Rule 1: Admit You’ve Been Triggered
I go back to improv’s “Yes, and” rule to better acknowledge and accept emotions, including triggers. The improv comedy rule says that when something happens on stage, you go along with it and then add something new to the scene.
This works on stage because it helps improvisers avoid confusion and conflict.
This can also work when you’re triggered.
The first rule is to admit that you’ve been triggered. No judgment or shame. It just is.
If you try to deny or repress your feelings, you’ll only make them worse.
Rule 2: Get Curious About Your Trigger
The “and” part of “Yes, and” might mean you get curious about your trigger and explore the so-called scene. I think of this as a dialogue with myself:
Clay, you’ve been triggered. Yes, and that makes a lot of sense because you were asking for help. What is it about asking for help that really gets to you? Well, when I put myself out there and then don’t receive help, I’m brought right back to being a teenager and not feeling like I had anyone supporting me.

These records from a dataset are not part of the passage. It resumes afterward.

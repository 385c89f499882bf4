//! Wire types, named after the upstream JSON (`productId`, `lprice`, ...).

use std::collections::BTreeMap;

use serde::{Deserialize, Deserializer, Serialize};

use crate::store::SearchParams;

#[derive(Debug, Clone, PartialEq, Default, Serialize, Deserialize)]
#[serde(rename_all = "camelCase", default)]
pub struct Product {
    pub product_id: String,
    pub title: String,
    pub link: String,
    pub image: String,
    /// Lowest price. Upstream sends it as a string.
    #[serde(deserialize_with = "price")]
    pub lprice: u64,
    #[serde(deserialize_with = "price")]
    pub hprice: u64,
    pub mall_name: String,
    pub brand: String,
    pub maker: String,
    pub category1: String,
    pub category2: String,
    pub category3: String,
    pub category4: String,
    pub description: String,
    pub stock: u32,
    pub review_count: u32,
    pub rating: f32,
}

fn price<'de, D: Deserializer<'de>>(deserializer: D) -> Result<u64, D::Error> {
    #[derive(Deserialize)]
    #[serde(untagged)]
    enum Raw {
        Number(u64),
        Text(String),
    }
    match Raw::deserialize(deserializer)? {
        Raw::Number(n) => Ok(n),
        Raw::Text(s) if s.trim().is_empty() => Ok(0),
        Raw::Text(s) => s.trim().parse().map_err(serde::de::Error::custom),
    }
}

#[derive(Debug, Clone, Copy, PartialEq, Eq, Default, Serialize, Deserialize)]
#[serde(rename_all = "camelCase")]
pub struct Pagination {
    pub page: u32,
    pub limit: u32,
    pub total: usize,
    pub total_pages: u32,
    pub has_next: bool,
    pub has_prev: bool,
}

impl Pagination {
    pub fn new(page: u32, limit: u32, total: usize) -> Self {
        let limit = limit.max(1);
        let total_pages = total.div_ceil(limit as usize) as u32;
        Self {
            page,
            limit,
            total,
            total_pages,
            has_next: page < total_pages,
            has_prev: page > 1,
        }
    }
}

/// One page of `getProducts`.
#[derive(Debug, Clone, PartialEq, Serialize, Deserialize)]
pub struct ProductList {
    pub products: Vec<Product>,
    pub pagination: Pagination,
    /// The filters the page was computed for.
    pub filters: SearchParams,
}

#[derive(Debug, Clone, Copy, PartialEq, Eq, Default, Serialize, Deserialize)]
struct Leaf {}

/// `category1 -> category2 -> {}`.
#[derive(Debug, Clone, PartialEq, Eq, Default, Serialize, Deserialize)]
#[serde(transparent)]
pub struct CategoryTree(BTreeMap<String, BTreeMap<String, Leaf>>);

impl CategoryTree {
    pub fn new() -> Self {
        Self::default()
    }

    pub fn insert(&mut self, category1: &str, category2: Option<&str>) {
        if category1.is_empty() {
            return;
        }
        let children = self.0.entry(category1.to_string()).or_default();
        if let Some(category2) = category2.filter(|c| !c.is_empty()) {
            children.insert(category2.to_string(), Leaf {});
        }
    }

    pub fn top_level(&self) -> impl Iterator<Item = &str> {
        self.0.keys().map(String::as_str)
    }

    pub fn children_of(&self, category1: &str) -> impl Iterator<Item = &str> {
        self.0
            .get(category1)
            .into_iter()
            .flat_map(|children| children.keys().map(String::as_str))
    }

    pub fn contains(&self, category1: &str, category2: Option<&str>) -> bool {
        match (self.0.get(category1), category2) {
            (Some(_), None) => true,
            (Some(children), Some(c2)) => children.contains_key(c2),
            (None, _) => false,
        }
    }

    pub fn is_empty(&self) -> bool {
        self.0.is_empty()
    }
}

#[cfg(test)]
mod tests {
    use super::*;
    use pretty_assertions::assert_eq;

    #[test]
    fn test_product_accepts_string_prices() {
        let json = r#"{"productId":"85067212996","title":"Rack","lprice":"220","hprice":"","mallName":"PCRUSH","category1":"Home","category2":"Storage"}"#;
        let product: Product = serde_json::from_str(json).unwrap();
        assert_eq!(product.product_id, "85067212996");
        assert_eq!(product.lprice, 220);
        assert_eq!(product.hprice, 0);
        assert_eq!(product.mall_name, "PCRUSH");
    }

    #[test]
    fn test_pagination_bounds() {
        let p = Pagination::new(1, 20, 41);
        assert_eq!(p.total_pages, 3);
        assert!(p.has_next);
        assert!(!p.has_prev);

        let last = Pagination::new(3, 20, 41);
        assert!(!last.has_next);
        assert!(last.has_prev);

        assert_eq!(Pagination::new(1, 20, 0).total_pages, 0);
    }

    #[test]
    fn test_category_tree_shape() {
        let mut tree = CategoryTree::new();
        tree.insert("Home", Some("Kitchen"));
        tree.insert("Home", Some("Bath"));
        tree.insert("Digital", None);

        assert_eq!(
            serde_json::to_string(&tree).unwrap(),
            r#"{"Digital":{},"Home":{"Bath":{},"Kitchen":{}}}"#
        );
        assert_eq!(tree.children_of("Home").collect::<Vec<_>>(), vec!["Bath", "Kitchen"]);
        assert!(tree.contains("Home", Some("Bath")));
        assert!(!tree.contains("Digital", Some("Bath")));
    }
}
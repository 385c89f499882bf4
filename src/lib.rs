//! # spark-shop
//!
//! A shopping-mall front end on a small reactive component core.
//!
//! ## Architecture
//!
//! State lives in [`Signal`]s. A component's template runs inside an effect,
//! so every signal it reads subscribes it; a write re-runs the template and
//! the renderer repaints the component's subtree. Events reach components
//! through one delegated listener per event type.
//!
//! ```text
//! signal write → template effect → renderer (HTML string | keyed tree) → DOM
//!                                                   ↑
//!                     delegated event → handler ────┘
//! ```
//!
//! ## Modules
//!
//! - [`reactive`] - Signals, effects, emitters and the microtask queue
//! - [`dom`] - In-memory document with CSS selectors and event dispatch
//! - [`events`] - Event delegation by selector
//! - [`render`] - String and virtual tree strategies, hooks
//! - [`component`] - Component lifecycle, bindings, error boundary
//! - [`router`] - History, route patterns and the page router
//! - [`store`] - Cart, toasts, search parameters, storage backends
//! - [`api`] - Product API, static catalog and fetch resources
//! - [`app`] - The storefront pages and [`App`]

pub mod api;
pub mod app;
pub mod component;
pub mod config;
pub mod dom;
pub mod error;
pub mod events;
pub mod logging;
pub mod reactive;
pub mod render;
pub mod router;
pub mod store;

// Re-export commonly used items
pub use reactive::{Cleanup, Effect, Emitter, Runtime, Signal};

pub use dom::{Document, DomError, Event, NodeId, Selector};

pub use events::{EventDelegator, OwnerId};

pub use render::{component, fragment, h, text, Html, View, VNode};

pub use component::{Component, ErrorBoundary, Host, MountHandle, Mounted, RenderError, Scope, ViewCx};

pub use router::{Location, MemoryHistory, RouteError, RouteMatch, Router};

pub use store::{
    CartEntry, CartEvent, CartStore, FileStorage, MemoryStorage, PageLimit, SearchParams, SortOrder,
    Storage, StorageError, ToastKind, ToastQueue,
};

pub use api::{FetchError, FetchState, Product, ProductApi, Resource, StaticCatalog};

pub use app::{App, AppContext};

pub use config::ShopConfig;
pub use error::{Result, ShopError};
//! Event delegation.
//!
//! Components never bind listeners on the nodes they paint (those nodes are
//! thrown away on every string repaint). They register `(selector, handler)`
//! pairs here instead, and one real listener per event type at the root
//! routes events to them.

mod delegate;

pub use delegate::{DelegateHandler, EventDelegator, OwnerId};
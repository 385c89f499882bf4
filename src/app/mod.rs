//! The storefront: layout, pages and the [`App`] that wires them to the
//! router, the cart and the product API.
//!
//! | Path           | Page                      | Strategy |
//! |----------------|---------------------------|----------|
//! | `/`            | listing with filters      | string   |
//! | `/product/:id` | detail, stepper, related  | tree     |
//! | `/cart`        | cart                      | string   |
//! | anything else  | not found                 | string   |

mod cart;
mod context;
mod detail;
mod home;
mod layout;
mod not_found;

#[cfg(test)]
mod tests;

pub use context::{format_price, AppContext};
pub use layout::OUTLET;

use std::cell::RefCell;
use std::rc::Rc;

use futures::executor::LocalPool;
use futures::task::LocalSpawn;
use tracing::{info, warn};
use web_time::Instant;

use crate::api::ProductApi;
use crate::component::{Component, Host};
use crate::config::ShopConfig;
use crate::dom::{Document, NodeId};
use crate::error::Result;
use crate::reactive::Runtime;
use crate::router::{MemoryHistory, RouteError, RouteMatch, Router};
use crate::store::{CartStore, Storage, ToastQueue};

/// Upper bound on executor/microtask alternations in one [`App::settle`].
const MAX_SETTLE_ROUNDS: usize = 64;

/// A running storefront over an in-memory document.
///
/// Fetches run on a [`LocalPool`] owned by the app; nothing happens until
/// [`settle`](App::settle) drives it. Hook effects queued on the runtime are
/// flushed in the same loop.
pub struct App {
    ctx: AppContext,
    router: Router,
    root: NodeId,
    pool: RefCell<LocalPool>,
}

impl App {
    /// Build the app at `initial_href`. Nothing is mounted until
    /// [`start`](App::start).
    pub fn new(
        config: ShopConfig,
        api: Rc<dyn ProductApi>,
        storage: Rc<dyn Storage>,
        initial_href: &str,
    ) -> Result<Self> {
        config.validate()?;

        let runtime = Runtime::new();
        let host = Host::new(Document::new(), runtime.clone());
        let root = host.create_root("root")?;

        let pool = LocalPool::new();
        let spawner: Rc<dyn LocalSpawn> = Rc::new(pool.spawner());

        let cart = CartStore::load(&runtime, storage, &config.storage_key);
        let toasts = ToastQueue::new(&runtime, config.toast_duration(), config.max_toasts);
        let ctx = AppContext::new(host, config, cart, toasts, api, spawner);

        let router = routes(&ctx, root, MemoryHistory::new(initial_href))?;
        ctx.attach_router(&router);

        Ok(Self {
            ctx,
            router,
            root,
            pool: RefCell::new(pool),
        })
    }

    /// Mount the layout and the page for the current URL, then settle.
    pub fn start(&self) -> Result<()> {
        self.router.start()?;
        self.settle();
        info!(
            href = %self.router.location(),
            cart_items = self.ctx.cart().len(),
            "storefront started"
        );
        Ok(())
    }

    /// Tear down every page and the layout. The cart stays persisted.
    pub fn stop(&self) {
        self.router.stop();
        self.ctx.toasts().clear();
        self.ctx.host().runtime().flush_microtasks();
        info!("storefront stopped");
    }

    /// Run pending fetches and deferred effects until neither has work left.
    /// Returns the number of rounds it took.
    pub fn settle(&self) -> usize {
        let runtime = self.ctx.host().runtime();
        let mut pool = self.pool.borrow_mut();
        let mut rounds = 0;
        loop {
            pool.run_until_stalled();
            rounds += 1;
            if runtime.flush_microtasks() == 0 {
                break;
            }
            if rounds >= MAX_SETTLE_ROUNDS {
                warn!(rounds, "still busy, giving up on settling");
                break;
            }
        }
        rounds
    }

    /// Drop toasts whose time is up.
    pub fn expire_toasts(&self) -> usize {
        self.ctx.toasts().expire(Instant::now())
    }

    /// Navigate as a `data-link` click would, then settle.
    pub fn navigate(&self, href: &str) {
        self.router.push(href);
        self.settle();
    }

    pub fn context(&self) -> &AppContext {
        &self.ctx
    }

    pub fn router(&self) -> &Router {
        &self.router
    }

    pub fn cart(&self) -> &CartStore {
        self.ctx.cart()
    }

    pub fn document(&self) -> &Document {
        self.ctx.host().document()
    }

    pub fn root(&self) -> NodeId {
        self.root
    }

    /// Markup of the whole app.
    pub fn html(&self) -> String {
        self.document().inner_html(self.root)
    }
}

impl std::fmt::Debug for App {
    fn fmt(&self, f: &mut std::fmt::Formatter<'_>) -> std::fmt::Result {
        f.debug_struct("App")
            .field("router", &self.router)
            .field("context", &self.ctx)
            .finish()
    }
}

fn routes(ctx: &AppContext, root: NodeId, history: MemoryHistory) -> std::result::Result<Router, RouteError> {
    let shell = ctx.clone();
    Ok(Router::builder(ctx.host(), root)
        .history(history)
        .base_path(&ctx.config().base_path)
        .layout(OUTLET, move || layout::layout(&shell))
        .route("/", page(ctx, home::home))?
        .route("/product/:id", page(ctx, detail::detail))?
        .route("/cart", page(ctx, cart::cart_page))?
        .not_found(page(ctx, not_found::not_found))
        .build())
}

type PageFn<S> = fn(&AppContext, &RouteMatch) -> Component<S, RouteMatch>;

fn page<S>(ctx: &AppContext, build: PageFn<S>) -> impl Fn(&RouteMatch) -> Component<S, RouteMatch> + 'static
where
    S: Clone + PartialEq + 'static,
{
    let ctx = ctx.clone();
    move |matched| build(&ctx, matched)
}
//! HTML parsing (via `tl`) and escaping.

use super::{Document, DomError, NodeId};

const VOID_ELEMENTS: &[&str] = &[
    "area", "base", "br", "col", "embed", "hr", "img", "input", "link", "meta", "source",
    "track", "wbr",
];

/// Elements serialized without a closing tag.
pub fn is_void_element(tag: &str) -> bool {
    VOID_ELEMENTS.contains(&tag)
}

pub fn escape_text(text: &str) -> String {
    let mut out = String::with_capacity(text.len());
    for c in text.chars() {
        match c {
            '&' => out.push_str("&amp;"),
            '<' => out.push_str("&lt;"),
            '>' => out.push_str("&gt;"),
            c => out.push(c),
        }
    }
    out
}

pub fn escape_attr(value: &str) -> String {
    let mut out = String::with_capacity(value.len());
    for c in value.chars() {
        match c {
            '&' => out.push_str("&amp;"),
            '"' => out.push_str("&quot;"),
            '<' => out.push_str("&lt;"),
            '>' => out.push_str("&gt;"),
            c => out.push(c),
        }
    }
    out
}

/// Decode the character references templates actually produce.
fn decode_entities(raw: &str) -> String {
    if !raw.contains('&') {
        return raw.to_string();
    }

    let mut out = String::with_capacity(raw.len());
    let mut rest = raw;
    while let Some(amp) = rest.find('&') {
        out.push_str(&rest[..amp]);
        rest = &rest[amp..];

        let decoded = rest.find(';').filter(|&end| end <= 10).and_then(|end| {
            let name = &rest[1..end];
            let c = match name {
                "amp" => Some('&'),
                "lt" => Some('<'),
                "gt" => Some('>'),
                "quot" => Some('"'),
                "apos" => Some('\''),
                "nbsp" => Some('\u{a0}'),
                _ => {
                    let code = if let Some(hex) = name.strip_prefix("#x").or(name.strip_prefix("#X")) {
                        u32::from_str_radix(hex, 16).ok()
                    } else {
                        name.strip_prefix('#').and_then(|dec| dec.parse().ok())
                    };
                    code.and_then(char::from_u32)
                }
            };
            c.map(|c| (c, end))
        });

        match decoded {
            Some((c, end)) => {
                out.push(c);
                rest = &rest[end + 1..];
            }
            None => {
                out.push('&');
                rest = &rest[1..];
            }
        }
    }
    out.push_str(rest);
    out
}

/// Parse an HTML fragment into detached nodes owned by `doc`.
///
/// Whitespace-only text between tags is dropped; comments are skipped.
pub(crate) fn parse_fragment(doc: &Document, html: &str) -> Result<Vec<NodeId>, DomError> {
    let dom = tl::parse(html, tl::ParserOptions::default())
        .map_err(|e| DomError::Parse(format!("{e:?}")))?;
    let parser = dom.parser();

    let mut roots = Vec::new();
    for handle in dom.children() {
        if let Some(node) = convert(doc, *handle, parser)? {
            roots.push(node);
        }
    }
    Ok(roots)
}

fn convert(
    doc: &Document,
    handle: tl::NodeHandle,
    parser: &tl::Parser,
) -> Result<Option<NodeId>, DomError> {
    let Some(node) = handle.get(parser) else {
        return Ok(None);
    };

    match node {
        tl::Node::Tag(tag) => {
            let tag_name = tag.name().as_utf8_str().to_lowercase();
            let element = doc.create_element(&tag_name);

            for (key, value) in tag.attributes().iter() {
                let key: &str = key.as_ref();
                let value = value.map(|v| decode_entities(&v)).unwrap_or_default();
                doc.set_attribute(element, &key.to_lowercase(), &value)?;
            }

            for child in tag.children().top().iter() {
                if let Some(child) = convert(doc, *child, parser)? {
                    doc.append_child(element, child)?;
                }
            }
            Ok(Some(element))
        }
        tl::Node::Raw(bytes) => {
            let text = bytes.as_utf8_str();
            if text.trim().is_empty() {
                Ok(None)
            } else {
                Ok(Some(doc.create_text(&decode_entities(&text))))
            }
        }
        tl::Node::Comment(_) => Ok(None),
    }
}
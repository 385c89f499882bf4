//! Emitter - the plain pub/sub primitive.

use std::cell::RefCell;
use std::rc::Rc;

use super::Cleanup;

struct EmitterInner<T> {
    listeners: Vec<(u64, Rc<dyn Fn(&T)>)>,
    next_id: u64,
}

/// Subscribe/notify-all channel for events that are not state (route
/// changes, toast lifecycle, cart mutations).
///
/// Listeners run synchronously in subscription order.
pub struct Emitter<T> {
    inner: Rc<RefCell<EmitterInner<T>>>,
}

impl<T> Clone for Emitter<T> {
    fn clone(&self) -> Self {
        Self {
            inner: Rc::clone(&self.inner),
        }
    }
}

impl<T> Default for Emitter<T> {
    fn default() -> Self {
        Self {
            inner: Rc::new(RefCell::new(EmitterInner {
                listeners: Vec::new(),
                next_id: 0,
            })),
        }
    }
}

impl<T: 'static> Emitter<T> {
    pub fn new() -> Self {
        Self::default()
    }

    /// Register a listener. Returns the unsubscribe function.
    pub fn subscribe(&self, listener: impl Fn(&T) + 'static) -> Cleanup {
        let id = {
            let mut inner = self.inner.borrow_mut();
            let id = inner.next_id;
            inner.next_id += 1;
            let listener: Rc<dyn Fn(&T)> = Rc::new(listener);
            inner.listeners.push((id, listener));
            id
        };

        let weak = Rc::downgrade(&self.inner);
        Box::new(move || {
            if let Some(inner) = weak.upgrade() {
                inner.borrow_mut().listeners.retain(|(lid, _)| *lid != id);
            }
        })
    }

    /// Notify every listener registered at the time of the call that is
    /// still registered when its turn comes.
    pub fn emit(&self, value: &T) {
        let snapshot: Vec<(u64, Rc<dyn Fn(&T)>)> = self.inner.borrow().listeners.clone();
        for (id, listener) in snapshot {
            let live = self.inner.borrow().listeners.iter().any(|(lid, _)| *lid == id);
            if live {
                listener(value);
            }
        }
    }

    pub fn len(&self) -> usize {
        self.inner.borrow().listeners.len()
    }

    pub fn is_empty(&self) -> bool {
        self.len() == 0
    }

    /// Drop every listener.
    pub fn clear(&self) {
        self.inner.borrow_mut().listeners.clear();
    }
}
use super::common::*;
use std::sync::Arc;

use axum::{
    body::Body,
    http::{Request, StatusCode},
    Router,
};
use serde_json::{json, Value};
use tower::ServiceExt;

use crate::workflows::reconciliation::router::reconciliation_router;
use crate::workflows::reconciliation::secondary::SecondaryUnavailable;

fn app() -> Router {
    let harness = service(FakeSecondary::failing(SecondaryUnavailable::Disabled));
    reconciliation_router(Arc::new(harness.service))
}

fn post(uri: &str, body: Value) -> Request<Body> {
    Request::builder()
        .method("POST")
        .uri(uri)
        .header("content-type", "application/json")
        .body(Body::from(body.to_string()))
        .expect("request")
}

fn get(uri: &str) -> Request<Body> {
    Request::builder()
        .method("GET")
        .uri(uri)
        .body(Body::empty())
        .expect("request")
}

fn tenant_uri(path: &str) -> String {
    format!("/api/v1/tenants/{TENANT}/{path}")
}

async fn matched_decision_id(app: &Router) -> String {
    let payload = serde_json::to_value(exact_payment()).expect("payment json");
    let response = app
        .clone()
        .oneshot(post(&tenant_uri("match"), payload))
        .await
        .expect("response");
    assert_eq!(response.status(), StatusCode::OK);
    let body = read_json_body(response).await;
    body["id"].as_str().expect("decision id").to_string()
}

#[tokio::test]
async fn match_endpoint_returns_the_decision() {
    let app = app();
    let payload = serde_json::to_value(exact_payment()).expect("payment json");

    let response = app
        .oneshot(post(&tenant_uri("match"), payload))
        .await
        .expect("response");

    assert_eq!(response.status(), StatusCode::OK);
    let body = read_json_body(response).await;
    assert_eq!(body["action"], "AUTO_APPLY");
    assert_eq!(body["confidence"], 100);
    assert_eq!(body["chosen_candidate_id"], "inv-1042");
    assert_eq!(body["decision_path"], "deterministic");
}

#[tokio::test]
async fn categorize_endpoint_files_against_the_chart() {
    let app = app();
    let grocer = payment("tx-grocer", -4_500, None, None, "TESCO STORES 2231");
    let payload = serde_json::to_value(grocer).expect("payment json");

    let response = app
        .oneshot(post(&tenant_uri("categorize"), payload))
        .await
        .expect("response");

    assert_eq!(response.status(), StatusCode::OK);
    let body = read_json_body(response).await;
    assert_eq!(body["chosen_candidate_id"], "6100");
    assert_eq!(body["decision_type"], "categorization");
}

#[tokio::test]
async fn invalid_transactions_are_unprocessable() {
    let app = app();
    let mut payload = serde_json::to_value(exact_payment()).expect("payment json");
    payload["amount_minor_units"] = json!(0);

    let response = app
        .oneshot(post(&tenant_uri("match"), payload))
        .await
        .expect("response");

    assert_eq!(response.status(), StatusCode::UNPROCESSABLE_ENTITY);
    let body = read_json_body(response).await;
    assert!(body["error"].as_str().expect("error text").contains("amount"));
}

#[tokio::test]
async fn corrections_are_accepted_once_and_conflicts_rejected() {
    let app = app();
    let decision_id = matched_decision_id(&app).await;

    let accepted = app
        .clone()
        .oneshot(post(
            &tenant_uri("corrections"),
            json!({ "decision_id": decision_id, "corrected_outcome": "inv-1042" }),
        ))
        .await
        .expect("response");
    assert_eq!(accepted.status(), StatusCode::ACCEPTED);
    let receipt = read_json_body(accepted).await;
    assert_eq!(receipt["status"], "recorded");
    assert_eq!(receipt["outcome"]["deterministic_correct"], true);

    let conflict = app
        .clone()
        .oneshot(post(
            &tenant_uri("corrections"),
            json!({ "decision_id": decision_id, "corrected_outcome": "inv-2001" }),
        ))
        .await
        .expect("response");
    assert_eq!(conflict.status(), StatusCode::CONFLICT);

    let unknown = app
        .oneshot(post(
            &tenant_uri("corrections"),
            json!({ "decision_id": "no-such-decision" }),
        ))
        .await
        .expect("response");
    assert_eq!(unknown.status(), StatusCode::NOT_FOUND);
}

#[tokio::test]
async fn accuracy_endpoint_reports_stats_and_weights() {
    let app = app();

    let response = app
        .clone()
        .oneshot(get(&tenant_uri("accuracy/invoice_match")))
        .await
        .expect("response");
    assert_eq!(response.status(), StatusCode::OK);
    let body = read_json_body(response).await;
    assert_eq!(body["sample_size"], 0);
    assert_eq!(body["recommendation"], "HYBRID");
    assert_eq!(body["weights"]["deterministic"], 0.4);
    assert_eq!(body["weights"]["secondary"], 0.6);

    let unknown = app
        .oneshot(get(&tenant_uri("accuracy/payroll")))
        .await
        .expect("response");
    assert_eq!(unknown.status(), StatusCode::UNPROCESSABLE_ENTITY);
}
use crate::batch::{run_accuracy_report, run_decide, AccuracyArgs, DecideArgs};
use crate::server;
use clap::{Args, Parser, Subcommand};
use reconcile_ai::error::AppError;

#[derive(Parser, Debug)]
#[command(
    name = "Reconcile AI",
    about = "Confidence-scored invoice matching and transaction categorization",
    version
)]
struct Cli {
    #[command(subcommand)]
    command: Option<Command>,
}

#[derive(Subcommand, Debug)]
enum Command {
    /// Start the HTTP service (default command)
    Serve(ServeArgs),
    /// Decide every transaction in a bank statement CSV and print the decisions as JSON
    Decide(DecideArgs),
    /// Print accuracy statistics and path weights from an accuracy log
    Accuracy(AccuracyArgs),
}

#[derive(Args, Debug, Default)]
pub(crate) struct ServeArgs {
    /// Override the configured host for the HTTP server
    #[arg(long)]
    pub(crate) host: Option<String>,
    /// Override the configured port for the HTTP server
    #[arg(long)]
    pub(crate) port: Option<u16>,
}

pub(crate) async fn run() -> Result<(), AppError> {
    let cli = Cli::parse();
    let command = cli
        .command
        .unwrap_or_else(|| Command::Serve(ServeArgs::default()));

    match command {
        Command::Serve(args) => server::run(args).await,
        Command::Decide(args) => run_decide(args).await,
        Command::Accuracy(args) => run_accuracy_report(args),
    }
}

Rule 3: Better Yet, Get Curious With a Therapist
Even better than a dialogue with yourself is a dialogue with a trained professional. Numerous therapy modalities address and explore triggers. Do some homework and make some phone calls to reach out to a therapist.
Rule 4: Calm the Heck Down
If you can’t manage a trigger, that could mean you’re still upset. You won’t be able to work through anything until you’ve regulated yourself.
- Take a walk.
- Write an angry letter (that you don’t send).
- Talk to a trusted friend.
- Let some time pass.
You may find that you can only admit that you’re triggered but can’t move past it until you feel calmer about the situation.
Rule 5: Play the Scene You’re In
There’s another improv rule that says you should play the scene you’re in and not the scene you wish you were in.
In terms of triggers, we can modify this saying: “Play the scene you’re in, not the scene your trigger wants you to play.”
That means you should size up your situation.
I’m at the mall. It’s crowded. My breathing is heavy and my palms are sweaty. I am reminded of the time I got lost in a crowd when I was little, but I am not little now. I am safe. I’m an adult. I can take deep breaths and find a less crowded store to hide out in, while I calm myself down.
By focusing on your current situation, you can start to shift your focus from your trigger to a more mindful, in-the-moment focus.
Identifying and working through your triggers takes a lot of work. It requires you to get curious and honest about what you’re experiencing and why.